Мы разъединились. Я развернулся и «поплыл» обратно. На душе у меня было неспокойно очень. Вопреки логике.
— Ты где? — вдруг спросил Орик по коммуникатору.
— Лечу. Летаю, — сказал я. — А вы с папой?
— Тихо летим к дому, обедать. Мы звонили Пилли.
— А вы где именно?
— Уже виден дом вдалеке.
— Проскочите его прямо на юг и идите на максимальной скорости, встретимся. Я включу прожектор.
Мы встретились очень быстро, пошли близко друг к другу и, пока, уже медленно, скользили к дому, я все рассказал папе и Орику. Орик позвонил нам домой и сказал Пилли, что мы очень извиняемся, но еще минуток пятнадцать полетаем, отдохнем от встречи с учеными. А Митя с нами.
— Ну, летайте, ничего страшного.
— Удивительная женщина, — тихо и в сторону сказал Орик.

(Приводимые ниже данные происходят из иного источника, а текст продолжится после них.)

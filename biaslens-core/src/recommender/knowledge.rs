//! Declarative remediation knowledge base keyed by `(bias type, severity bucket)`.

use crate::types::{BiasType, Difficulty, Impact, SeverityBucket};

use SeverityBucket::{Critical, High, Low, Medium};

const EVERY_BUCKET: &[SeverityBucket] = &[Low, Medium, High, Critical];
const MEDIUM_AND_UP: &[SeverityBucket] = &[Medium, High, Critical];
const HIGH_AND_UP: &[SeverityBucket] = &[High, Critical];

/// One remediation action and the findings it applies to.
#[derive(Debug, Clone, Copy, PartialEq)]
pub struct ActionTemplate {
    pub bias_type: BiasType,
    pub buckets: &'static [SeverityBucket],
    pub title: &'static str,
    pub technical: &'static str,
    pub simplified: &'static str,
    pub impact: Impact,
    pub difficulty: Difficulty,
    /// Fixed weight in `1..=10`, unique within a bias type.
    pub base_priority: u8,
}

impl ActionTemplate {
    pub fn applies_to(&self, bias_type: BiasType, bucket: SeverityBucket) -> bool {
        self.bias_type == bias_type && self.buckets.contains(&bucket)
    }
}

pub static ACTIONS: &[ActionTemplate] = &[
    // Anchoring
    ActionTemplate {
        bias_type: BiasType::Anchoring,
        buckets: EVERY_BUCKET,
        title: "Implement multi-perspective prompting",
        technical: "Restructure prompts to present multiple baseline values before eliciting a response. Use ensemble methods that aggregate responses from different anchor points to reduce single-anchor dependency.",
        simplified: "Present multiple starting points to prevent over-reliance on the first value, like getting several estimates before deciding.",
        impact: Impact::High,
        difficulty: Difficulty::Easy,
        base_priority: 9,
    },
    ActionTemplate {
        bias_type: BiasType::Anchoring,
        buckets: MEDIUM_AND_UP,
        title: "Add anchor randomization layer",
        technical: "Randomly vary initial context values across inference calls during preprocessing. Monitor response variance and flag high-variance outputs for review.",
        simplified: "Change the starting information randomly to see if answers stay consistent, and flag cases where they move too much.",
        impact: Impact::Medium,
        difficulty: Difficulty::Moderate,
        base_priority: 7,
    },
    ActionTemplate {
        bias_type: BiasType::Anchoring,
        buckets: HIGH_AND_UP,
        title: "Enable anchor-free reasoning mode",
        technical: "Add an alternative reasoning pipeline that derives responses from first principles without reference points, and compare its outputs against the anchored mode.",
        simplified: "Work problems out from scratch without an initial reference point and use that as a comparison.",
        impact: Impact::High,
        difficulty: Difficulty::Complex,
        base_priority: 6,
    },
    // Loss aversion
    ActionTemplate {
        bias_type: BiasType::LossAversion,
        buckets: EVERY_BUCKET,
        title: "Implement gain-loss normalization",
        technical: "Add a preprocessing layer that equalizes the salience of gain and loss framing, calibrated so equivalent scenarios receive equal weight regardless of framing.",
        simplified: "Make sure the system treats potential gains and losses equally when they are the same size.",
        impact: Impact::High,
        difficulty: Difficulty::Moderate,
        base_priority: 9,
    },
    ActionTemplate {
        bias_type: BiasType::LossAversion,
        buckets: HIGH_AND_UP,
        title: "Add framing diversity training",
        technical: "Augment training data with equivalent gain/loss scenarios and fine-tune the model to recognize and neutralize asymmetric loss sensitivity.",
        simplified: "Teach the system to notice when it is too sensitive to losses compared to gains.",
        impact: Impact::Medium,
        difficulty: Difficulty::Complex,
        base_priority: 7,
    },
    ActionTemplate {
        bias_type: BiasType::LossAversion,
        buckets: MEDIUM_AND_UP,
        title: "Enable risk-neutral evaluation mode",
        technical: "Use a utility-based decision framework that models risk preferences explicitly, with configurable risk tolerance parameters.",
        simplified: "Add settings that control how much the system cares about avoiding losses versus seeking gains.",
        impact: Impact::Medium,
        difficulty: Difficulty::Moderate,
        base_priority: 6,
    },
    // Sunk cost
    ActionTemplate {
        bias_type: BiasType::SunkCost,
        buckets: EVERY_BUCKET,
        title: "Implement prospective-only analysis",
        technical: "Exclude historical cost information from forward-looking evaluations with input filters that strip sunk cost references.",
        simplified: "Decide based only on future costs and benefits, ignoring money already spent.",
        impact: Impact::High,
        difficulty: Difficulty::Easy,
        base_priority: 8,
    },
    ActionTemplate {
        bias_type: BiasType::SunkCost,
        buckets: MEDIUM_AND_UP,
        title: "Add sunk cost detection layer",
        technical: "Classify decision contexts that mention past investments, flag them, and provide an alternative analysis that excludes sunk costs.",
        simplified: "Detect when past spending is mentioned and show what the decision would be without it.",
        impact: Impact::Medium,
        difficulty: Difficulty::Moderate,
        base_priority: 7,
    },
    ActionTemplate {
        bias_type: BiasType::SunkCost,
        buckets: HIGH_AND_UP,
        title: "Enable zero-based decision mode",
        technical: "Add a reasoning mode that evaluates scenarios as if starting from scratch and present it side by side with the sunk-cost-aware analysis.",
        simplified: "Show what the decision would be if starting fresh today, next to the current approach.",
        impact: Impact::High,
        difficulty: Difficulty::Moderate,
        base_priority: 6,
    },
    // Confirmation bias
    ActionTemplate {
        bias_type: BiasType::ConfirmationBias,
        buckets: EVERY_BUCKET,
        title: "Implement adversarial evidence search",
        technical: "Add a dedicated search phase for evidence contradicting the initial hypothesis and weight contradictory evidence at least equally in final reasoning.",
        simplified: "Actively look for information that disagrees with the first conclusion and give it fair consideration.",
        impact: Impact::High,
        difficulty: Difficulty::Moderate,
        base_priority: 9,
    },
    ActionTemplate {
        bias_type: BiasType::ConfirmationBias,
        buckets: HIGH_AND_UP,
        title: "Enable red team reasoning mode",
        technical: "Use dual-process reasoning where a second pass argues against the initial conclusion, then synthesize the output from the thesis-antithesis analysis.",
        simplified: "Have the system argue against its own first answer, then combine both perspectives.",
        impact: Impact::High,
        difficulty: Difficulty::Complex,
        base_priority: 8,
    },
    ActionTemplate {
        bias_type: BiasType::ConfirmationBias,
        buckets: MEDIUM_AND_UP,
        title: "Add evidence diversity metrics",
        technical: "Track the ratio of confirming to contradicting evidence in the reasoning chain and alert when it exceeds a threshold such as 3:1.",
        simplified: "Monitor whether the system only looks at evidence that supports its initial idea.",
        impact: Impact::Medium,
        difficulty: Difficulty::Easy,
        base_priority: 6,
    },
    // Availability heuristic
    ActionTemplate {
        bias_type: BiasType::AvailabilityHeuristic,
        buckets: EVERY_BUCKET,
        title: "Implement base rate integration",
        technical: "Augment reasoning with explicit statistical base rates from reliable sources, weighted above anecdotal examples in probability estimates.",
        simplified: "Use actual statistics instead of memorable examples when estimating likelihood.",
        impact: Impact::High,
        difficulty: Difficulty::Moderate,
        base_priority: 9,
    },
    ActionTemplate {
        bias_type: BiasType::AvailabilityHeuristic,
        buckets: HIGH_AND_UP,
        title: "Add recency weighting correction",
        technical: "Apply temporal discounting that reduces the influence of recent examples on probability judgments, calibrated against known frequency distributions.",
        simplified: "Reduce the influence of recent dramatic examples on probability estimates.",
        impact: Impact::Medium,
        difficulty: Difficulty::Moderate,
        base_priority: 7,
    },
    ActionTemplate {
        bias_type: BiasType::AvailabilityHeuristic,
        buckets: MEDIUM_AND_UP,
        title: "Enable statistical grounding mode",
        technical: "Require every probability estimate to reference empirical frequency data and flag estimates based solely on examples or intuition.",
        simplified: "Make the system cite real data for probability claims instead of guessing from examples.",
        impact: Impact::High,
        difficulty: Difficulty::Easy,
        base_priority: 8,
    },
];

/// Every action registered for `(bias_type, bucket)`, in table order.
pub fn actions_for(
    bias_type: BiasType,
    bucket: SeverityBucket,
) -> impl Iterator<Item = &'static ActionTemplate> {
    ACTIONS
        .iter()
        .filter(move |action| action.applies_to(bias_type, bucket))
}
//! File persistence helpers: atomic JSON writes and tolerant reads.
//!
//! Every record file is written to a `.tmp` sibling first and then renamed
//! over the target, so readers never observe a half-written record.

use std::path::{Path, PathBuf};

use serde::Serialize;
use serde::de::DeserializeOwned;

use crate::error::Result;

/// Serialize `data` as pretty JSON and atomically replace `path` with it.
///
/// Creates parent directories if they don't exist.
pub fn atomic_write_json<T: Serialize + ?Sized>(path: &Path, data: &T) -> Result<()> {
    let json = serde_json::to_string_pretty(data)?;
    atomic_write(path, json.as_bytes())
}

/// Atomically write raw bytes to `path`.
pub fn atomic_write(path: &Path, data: &[u8]) -> Result<()> {
    if let Some(parent) = path.parent() {
        std::fs::create_dir_all(parent)?;
    }
    let tmp = tmp_path(path);
    std::fs::write(&tmp, data)?;
    std::fs::rename(&tmp, path)?;
    Ok(())
}

/// Write `data` as pretty JSON to `path` only if nothing is there yet.
///
/// Returns `Ok(false)` and leaves the existing file untouched when `path`
/// already exists. The record appears complete or not at all.
pub fn create_json<T: Serialize + ?Sized>(path: &Path, data: &T) -> Result<bool> {
    let json = serde_json::to_string_pretty(data)?;
    if let Some(parent) = path.parent() {
        std::fs::create_dir_all(parent)?;
    }
    let tmp = tmp_path(path);
    std::fs::write(&tmp, json.as_bytes())?;
    // Linking fails instead of replacing when the target exists.
    let linked = std::fs::hard_link(&tmp, path);
    std::fs::remove_file(&tmp)?;
    match linked {
        Ok(()) => Ok(true),
        Err(e) if e.kind() == std::io::ErrorKind::AlreadyExists => Ok(false),
        Err(e) => Err(e.into()),
    }
}

/// Delete `path`. Returns `Ok(false)` if it did not exist.
pub fn remove_if_exists(path: &Path) -> Result<bool> {
    match std::fs::remove_file(path) {
        Ok(()) => Ok(true),
        Err(e) if e.kind() == std::io::ErrorKind::NotFound => Ok(false),
        Err(e) => Err(e.into()),
    }
}

fn tmp_path(path: &Path) -> PathBuf {
    let mut name = path.file_name().map(|n| n.to_os_string()).unwrap_or_default();
    name.push(".tmp");
    path.with_file_name(name)
}

/// Load and deserialize JSON from `path`.
///
/// Returns `Ok(None)` if the file doesn't exist.
pub fn load_json<T: DeserializeOwned>(path: &Path) -> Result<Option<T>> {
    let data = match std::fs::read_to_string(path) {
        Ok(data) => data,
        Err(e) if e.kind() == std::io::ErrorKind::NotFound => return Ok(None),
        Err(e) => return Err(e.into()),
    };
    Ok(Some(serde_json::from_str(&data)?))
}

/// Load every `*.json` record in `dir`, sorted by file name.
///
/// A missing directory yields an empty list. Files that fail to parse are
/// skipped with a warning.
pub fn load_json_dir<T: DeserializeOwned>(dir: &Path) -> Result<Vec<T>> {
    let entries = match std::fs::read_dir(dir) {
        Ok(entries) => entries,
        Err(e) if e.kind() == std::io::ErrorKind::NotFound => return Ok(Vec::new()),
        Err(e) => return Err(e.into()),
    };

    let mut paths: Vec<PathBuf> = entries
        .filter_map(|entry| entry.ok().map(|e| e.path()))
        .filter(|p| p.extension().is_some_and(|ext| ext == "json"))
        .collect();
    paths.sort();

    let mut records = Vec::with_capacity(paths.len());
    for path in paths {
        match load_json(&path) {
            Ok(Some(record)) => records.push(record),
            Ok(None) => {}
            Err(e) => tracing::warn!(path = %path.display(), error = %e, "Skipping unreadable record"),
        }
    }
    Ok(records)
}

#[cfg(test)]
mod tests {
    use super::*;
    use crate::error::BiasLensError;
    use serde::Deserialize;
    use tempfile::TempDir;

    #[derive(Debug, Clone, PartialEq, Serialize, Deserialize)]
    struct Sample {
        name: String,
        score: f64,
    }

    #[test]
    fn test_atomic_write_json_roundtrip() {
        let dir = TempDir::new().unwrap();
        let path = dir.path().join("sample.json");
        let data = Sample {
            name: "anchoring".into(),
            score: 0.1 + 0.2,
        };
        atomic_write_json(&path, &data).unwrap();
        let loaded: Option<Sample> = load_json(&path).unwrap();
        assert_eq!(loaded, Some(data));
    }

    #[test]
    fn test_atomic_write_creates_parent_dirs_and_no_tmp() {
        let dir = TempDir::new().unwrap();
        let path = dir.path().join("evaluations").join("abc.json");
        atomic_write_json(&path, &"x").unwrap();
        assert!(path.exists());
        assert!(!dir.path().join("evaluations").join("abc.json.tmp").exists());
    }

    #[test]
    fn test_create_json_never_replaces() {
        let dir = TempDir::new().unwrap();
        let path = dir.path().join("records").join("a.json");
        assert!(create_json(&path, &vec![1, 2, 3]).unwrap());
        assert!(!create_json(&path, &vec![9]).unwrap());
        let loaded: Option<Vec<i32>> = load_json(&path).unwrap();
        assert_eq!(loaded, Some(vec![1, 2, 3]));
        assert!(!path.with_file_name("a.json.tmp").exists());
    }

    #[test]
    fn test_remove_if_exists() {
        let dir = TempDir::new().unwrap();
        let path = dir.path().join("gone.json");
        assert!(!remove_if_exists(&path).unwrap());
        atomic_write(&path, b"{}").unwrap();
        assert!(remove_if_exists(&path).unwrap());
        assert!(!path.exists());
    }

    #[test]
    fn test_load_json_missing() {
        let dir = TempDir::new().unwrap();
        let loaded: Option<Sample> = load_json(&dir.path().join("missing.json")).unwrap();
        assert!(loaded.is_none());
    }

    #[test]
    fn test_load_json_corrupt() {
        let dir = TempDir::new().unwrap();
        let path = dir.path().join("bad.json");
        std::fs::write(&path, "{not json").unwrap();
        let err = load_json::<Sample>(&path).unwrap_err();
        assert!(matches!(err, BiasLensError::Serialization(_)));
    }

    #[test]
    fn test_load_json_dir_skips_junk() {
        let dir = TempDir::new().unwrap();
        for (file, score) in [("b.json", 2.0), ("a.json", 1.0)] {
            atomic_write_json(
                &dir.path().join(file),
                &Sample {
                    name: file.into(),
                    score,
                },
            )
            .unwrap();
        }
        std::fs::write(dir.path().join("c.json"), "garbage").unwrap();
        std::fs::write(dir.path().join("notes.txt"), "ignored").unwrap();

        let records: Vec<Sample> = load_json_dir(dir.path()).unwrap();
        let scores: Vec<f64> = records.iter().map(|r| r.score).collect();
        assert_eq!(scores, vec![1.0, 2.0]);

        let none: Vec<Sample> = load_json_dir(&dir.path().join("absent")).unwrap();
        assert!(none.is_empty());
    }
}
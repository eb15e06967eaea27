//! Property-based tests for the scoring pipeline using proptest.

use proptest::prelude::*;
use rand::SeedableRng;
use rand_chacha::ChaCha8Rng;
use uuid::Uuid;

use biaslens_core::analyzer::baseline_from_scores;
use biaslens_core::detector::{confidence_level, severity_score};
use biaslens_core::types::MAX_RECOMMENDATIONS;
use biaslens_core::{
    BiasType, Detector, Finding, RecommendationMode, Recommender, SeverityBucket, Zone,
    ZoneThresholds, classify_zone, compute_overall_score,
};

fn finding(bias_type: BiasType, score: f64, confidence: f64) -> Finding {
    Finding {
        id: Uuid::nil(),
        evaluation_id: None,
        bias_type,
        severity_score: score,
        severity: SeverityBucket::from_score(score),
        confidence_level: confidence,
        detection_count: 0,
        iteration_count: 10,
        detection_proportion: 0.0,
        example_instances: Vec::new(),
        pattern_description: String::new(),
    }
}

fn bias_type() -> impl Strategy<Value = BiasType> {
    (0usize..BiasType::ALL.len()).prop_map(|i| BiasType::ALL[i])
}

// --- Detector properties ---

proptest! {
    #[test]
    fn bucket_is_a_step_function(score in 0.0f64..=100.0) {
        let expected = if score < 25.0 {
            SeverityBucket::Low
        } else if score < 50.0 {
            SeverityBucket::Medium
        } else if score < 75.0 {
            SeverityBucket::High
        } else {
            SeverityBucket::Critical
        };
        prop_assert_eq!(SeverityBucket::from_score(score), expected);
    }

    #[test]
    fn confidence_is_bounded(p in 0.0f64..=1.0, n in 10u32..=100) {
        let c = confidence_level(p, n);
        prop_assert!((0.0..=0.99).contains(&c));
    }

    #[test]
    fn severity_is_bounded(stat in -1000.0f64..1000.0, threshold in 0.1f64..100.0) {
        let s = severity_score(stat, threshold);
        prop_assert!((0.0..=100.0).contains(&s));
        if stat <= threshold {
            prop_assert_eq!(s, 0.0);
        }
    }

    #[test]
    fn detected_findings_respect_invariants(
        seed in any::<u64>(),
        bias in bias_type(),
        n in 10u32..=100,
    ) {
        let mut rng = ChaCha8Rng::seed_from_u64(seed);
        let f = Detector::new().detect(bias, n, &mut rng).unwrap();
        prop_assert!((0.0..=100.0).contains(&f.severity_score));
        prop_assert!((0.0..=0.99).contains(&f.confidence_level));
        prop_assert!(f.detection_count <= n);
        prop_assert!(f.example_instances.len() <= 3);
        prop_assert_eq!(f.severity, SeverityBucket::from_score(f.severity_score));
    }
}

// --- Analyzer properties ---

proptest! {
    #[test]
    fn overall_score_within_input_range(
        scores in prop::collection::vec(0.0f64..=100.0, 1..10)
    ) {
        let findings: Vec<Finding> = scores
            .iter()
            .map(|s| finding(BiasType::Anchoring, *s, 0.5))
            .collect();
        let overall = compute_overall_score(&findings).unwrap();
        let min = scores.iter().copied().fold(f64::INFINITY, f64::min);
        let max = scores.iter().copied().fold(f64::NEG_INFINITY, f64::max);
        prop_assert!(overall >= min && overall <= max);
    }

    #[test]
    fn zone_is_monotonic(
        a in 0.0f64..100.0,
        b in 1.0f64..60.0,
        s1 in 0.0f64..150.0,
        s2 in 0.0f64..150.0,
    ) {
        // Two distinct samples always give a positive spread.
        let baseline = baseline_from_scores("p", &[a, a + b], ZoneThresholds::default()).unwrap();
        let (lo, hi) = if s1 <= s2 { (s1, s2) } else { (s2, s1) };
        prop_assert!(classify_zone(lo, &baseline) <= classify_zone(hi, &baseline));
    }

    #[test]
    fn constant_reference_scores_are_green_at_their_value(
        v in 0.0f64..=100.0,
        n in 2usize..10,
    ) {
        let baseline = baseline_from_scores("flat", &vec![v; n], ZoneThresholds::default()).unwrap();
        prop_assert_eq!(baseline.std_dev, 0.0);
        prop_assert_eq!(classify_zone(v, &baseline), Zone::Green);
    }
}

// --- Recommender properties ---

proptest! {
    #[test]
    fn recommendations_capped_and_ordered(
        inputs in prop::collection::vec((bias_type(), 0.0f64..=100.0, 0.0f64..=0.99), 1..8)
    ) {
        let findings: Vec<Finding> = inputs
            .iter()
            .map(|(bias, score, conf)| finding(*bias, *score, *conf))
            .collect();
        let recs = Recommender::new()
            .generate(&findings, RecommendationMode::Both)
            .unwrap();
        prop_assert!(!recs.is_empty());
        prop_assert!(recs.len() <= MAX_RECOMMENDATIONS);
        for pair in recs.windows(2) {
            prop_assert!(pair[0].priority >= pair[1].priority);
        }
        for rec in &recs {
            prop_assert!((0.0..=10.0).contains(&rec.priority));
        }
    }
}
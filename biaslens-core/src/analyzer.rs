//! Baseline-and-zone statistical analyzer.
//!
//! Aggregates findings into an overall score, classifies scores against a
//! [`Baseline`] into green / yellow / red zones, and walks score histories to
//! flag drift and summarize trend direction.

use chrono::Utc;
use serde::{Deserialize, Serialize};
use uuid::Uuid;

use crate::config::BaselineDefaults;
use crate::error::{InsufficientDataError, Result, StateError, ValidationError};
use crate::stats;
use crate::types::{Baseline, Evaluation, Finding, ScorePoint, Zone, ZoneThresholds};

/// Fewest completed evaluations a baseline can be built from.
pub const MIN_BASELINE_SAMPLES: usize = 2;
/// Default |z| above which a score counts as drift.
pub const DEFAULT_DRIFT_THRESHOLD: f64 = 2.0;
/// Default |slope| (score points per evaluation) below which a trend is stable.
pub const DEFAULT_STABLE_SLOPE: f64 = 0.5;

/// Severity-weighted mean of the findings' severity scores.
///
/// Critical findings weigh four times as much as low ones, so the worst
/// patterns dominate. The result always lies between the smallest and largest
/// input score.
pub fn compute_overall_score(findings: &[Finding]) -> Result<f64> {
    if findings.is_empty() {
        return Err(InsufficientDataError::NoFindings.into());
    }
    let (weighted_sum, total_weight) = findings.iter().fold((0.0, 0.0), |(sum, weight), f| {
        let w = f.severity.weight();
        (sum + f.severity_score * w, weight + w)
    });
    let min = findings
        .iter()
        .map(|f| f.severity_score)
        .fold(f64::INFINITY, f64::min);
    let max = findings
        .iter()
        .map(|f| f.severity_score)
        .fold(f64::NEG_INFINITY, f64::max);
    // Rounding in the division can step a hair outside the inputs.
    Ok((weighted_sum / total_weight).clamp(min, max))
}

/// Classify `score` against `baseline`.
///
/// Thresholds are inclusive upper bounds: `score <= green_zone_max` is green,
/// `score <= yellow_zone_max` is yellow, anything above is red. A zero-variance
/// baseline without threshold overrides is green only at its mean, up to
/// rounding noise.
pub fn classify_zone(score: f64, baseline: &Baseline) -> Zone {
    if baseline.is_degenerate() {
        return if stats::approx_eq(score, baseline.mean) {
            Zone::Green
        } else {
            Zone::Red
        };
    }
    if score <= baseline.green_zone_max {
        Zone::Green
    } else if score <= baseline.yellow_zone_max {
        Zone::Yellow
    } else {
        Zone::Red
    }
}

/// Build a baseline from raw overall scores.
pub fn baseline_from_scores(
    name: impl Into<String>,
    scores: &[f64],
    overrides: ZoneThresholds,
) -> Result<Baseline> {
    if scores.len() < MIN_BASELINE_SAMPLES {
        return Err(InsufficientDataError::BaselineSamples {
            required: MIN_BASELINE_SAMPLES,
            got: scores.len(),
        }
        .into());
    }
    let mean = stats::mean(scores);
    let std_dev = stats::population_std_dev(scores, mean);
    build_baseline(name.into(), mean, std_dev, scores.len(), overrides)
}

/// Build a baseline over the overall scores of completed evaluations.
pub fn create_baseline(
    name: impl Into<String>,
    evaluations: &[Evaluation],
    overrides: ZoneThresholds,
) -> Result<Baseline> {
    if evaluations.len() < MIN_BASELINE_SAMPLES {
        return Err(InsufficientDataError::BaselineSamples {
            required: MIN_BASELINE_SAMPLES,
            got: evaluations.len(),
        }
        .into());
    }
    let scores = evaluations
        .iter()
        .map(|e| match (e.is_completed(), e.overall_score) {
            (true, Some(score)) => Ok(score),
            _ => Err(StateError::NotCompleted {
                id: e.id,
                status: e.status,
            }),
        })
        .collect::<std::result::Result<Vec<f64>, StateError>>()?;
    baseline_from_scores(name, &scores, overrides)
}

/// The baseline used before any reference evaluations exist.
pub fn default_baseline(defaults: &BaselineDefaults) -> Result<Baseline> {
    build_baseline(
        defaults.name.clone(),
        defaults.mean,
        defaults.std_dev,
        0,
        ZoneThresholds {
            green_zone_max: defaults.green_zone_max,
            yellow_zone_max: defaults.yellow_zone_max,
        },
    )
}
impl Wire for Order {
    fn read_from<R: Read + ?Sized>(reader: &mut R) -> Result<Self> {
        Ok(Self {
            unit_orders: Wire::read_from(reader)?,
        })
    }

    fn write_to<W: Write + ?Sized>(&self, writer: &mut W) -> Result<()> {
        self.unit_orders.write_to(writer)
    }
}
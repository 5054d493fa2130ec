//! Agent controller: one order per order request.

use behavior_tree::Status;
use game_core::{Constants, Game, Order};
use tracing::{debug, debug_span, info, warn};

use crate::context::TickContext;
use crate::engine::{Blueprint, DecisionEngine};

/// Drives the decision engine for the units of one player.
///
/// An agent is built per match from the constants the server sends and a
/// resolved topology.
pub struct Agent {
    engine: DecisionEngine,
    context: TickContext,
    ticks: u64,
}

impl Agent {
    pub fn new(constants: Constants, blueprint: &Blueprint) -> Self {
        Self {
            engine: DecisionEngine::new(blueprint),
            context: TickContext::new(constants, blueprint.blackboard()),
            ticks: 0,
        }
    }

    /// Number of order requests handled so far.
    pub fn ticks(&self) -> u64 {
        self.ticks
    }

    /// Decides this tick's order.
    ///
    /// The order is empty when the snapshot holds no controlled unit or the
    /// root of the tree fails. Otherwise it holds the directive for the
    /// controlled unit only.
    pub fn get_order(&mut self, game: Game, debug_available: bool) -> Order {
        let _span = debug_span!("tick", tick = game.current_tick, debug_available).entered();
        self.ticks += 1;

        if !self.context.begin(game) {
            warn!("No controlled unit in snapshot; skipping tick");
            self.engine.halt();
            return Order::empty();
        }

        let status = self.engine.tick(&mut self.context);
        debug!(
            ?status,
            unit = %self.context.me.id,
            enemies = self.context.enemy_count(),
            "Tree evaluated"
        );

        match status {
            Status::Failure => Order::empty(),
            Status::Running | Status::Success => {
                Order::single(self.context.me.id, self.context.order.clone())
            }
        }
    }

    /// The viewer switched to `displayed_tick`.
    pub fn debug_update(&mut self, displayed_tick: i32) {
        debug!(displayed_tick, "Debug update");
    }

    /// The match is over.
    pub fn finish(&mut self) {
        self.engine.halt();
        info!(ticks = self.ticks, "Match finished");
    }
}

#[cfg(test)]
mod tests {
    use game_content::TopologyLoader;
    use game_core::{ActionOrder, PlayerId, UnitId, Vec2};

    use super::*;
    use crate::catalog::NodeCatalog;
    use crate::testing::{ME, constants, game, unit};

    fn agent(ron: &str) -> Agent {
        let topology = TopologyLoader::parse(ron).unwrap();
        let blueprint = Blueprint::resolve(&topology, &NodeCatalog::builtin()).unwrap();
        Agent::new(constants(), &blueprint)
    }

    const ENGAGE: &str = r#"(
        main_tree: "Main",
        trees: {
            "Main": Sequence([
                Action(name: "GetClosestTarget", ports: {"id": Key("target")}),
                Action(name: "Shoot", ports: {"id": Key("target")}),
            ]),
        },
    )"#;

    #[test]
    fn failure_yields_empty_order() {
        let mut agent = agent(ENGAGE);
        let order = agent.get_order(game(vec![unit(ME.0, 1, Vec2::ZERO)]), false);

        assert!(order.is_empty());
        assert_eq!(agent.ticks(), 1);
    }

    #[test]
    fn success_orders_controlled_unit_only() {
        let mut agent = agent(ENGAGE);
        let mut me = unit(ME.0, 1, Vec2::ZERO);
        me.weapon = Some(0);
        me.ammo = vec![3];

        let order = agent.get_order(game(vec![me, unit(9, 2, Vec2::new(4.0, 0.0))]), true);

        assert_eq!(order.unit_orders.len(), 1);
        let directive = &order.unit_orders[&ME];
        assert_eq!(directive.action, Some(ActionOrder::Aim { shoot: true }));
        assert!(!order.unit_orders.contains_key(&UnitId(9)));
    }

    #[test]
    fn missing_controlled_unit_yields_empty_order() {
        let mut agent = agent(ENGAGE);
        let mut snapshot = game(vec![unit(9, 2, Vec2::ZERO)]);
        snapshot.my_id = PlayerId(1);

        assert!(agent.get_order(snapshot, false).is_empty());
    }

    #[test]
    fn order_does_not_leak_between_ticks() {
        let mut agent = agent(
            r#"(main_tree: "Main", trees: {"Main": ForceSuccess(Action(name: "Dodge"))})"#,
        );
        let mut first = game(vec![unit(ME.0, 1, Vec2::new(0.5, 0.0))]);
        first.projectiles.push(game_core::Projectile {
            shooter_player_id: PlayerId(2),
            position: Vec2::new(0.0, 10.0),
            velocity: Vec2::new(0.0, -20.0),
            ..game_core::Projectile::default()
        });

        let order = agent.get_order(first, false);
        assert_eq!(order.unit_orders[&ME].target_velocity, Vec2::new(10.0, 0.0));

        let order = agent.get_order(game(vec![unit(ME.0, 1, Vec2::new(0.5, 0.0))]), false);
        assert_eq!(order.unit_orders[&ME].target_velocity, Vec2::ZERO);
    }
}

Он был прав: она сразу поняла, что я им все рассказал, и следовало нам немного «поостыть», прежде чем сесть за стол в доме, где лежит убитый предатель. Я пересказал Орику слово в слово только что бывший разговор с а, Тулом и извинился за свою вольность. Собственно, если с помощью великого Сириуса (папа и Орик нахохотались всласть) опасный тип был изолирован навсегда, все было не так уж и плохо. Даже отлично (страшно было представить, если бы он, оставив записку, улизнул). Но обострялась проблема двух других гадов в отряде а, Тула и неясная проблема «кое-кого», который бы донес квистору, что узкоглазый исчез.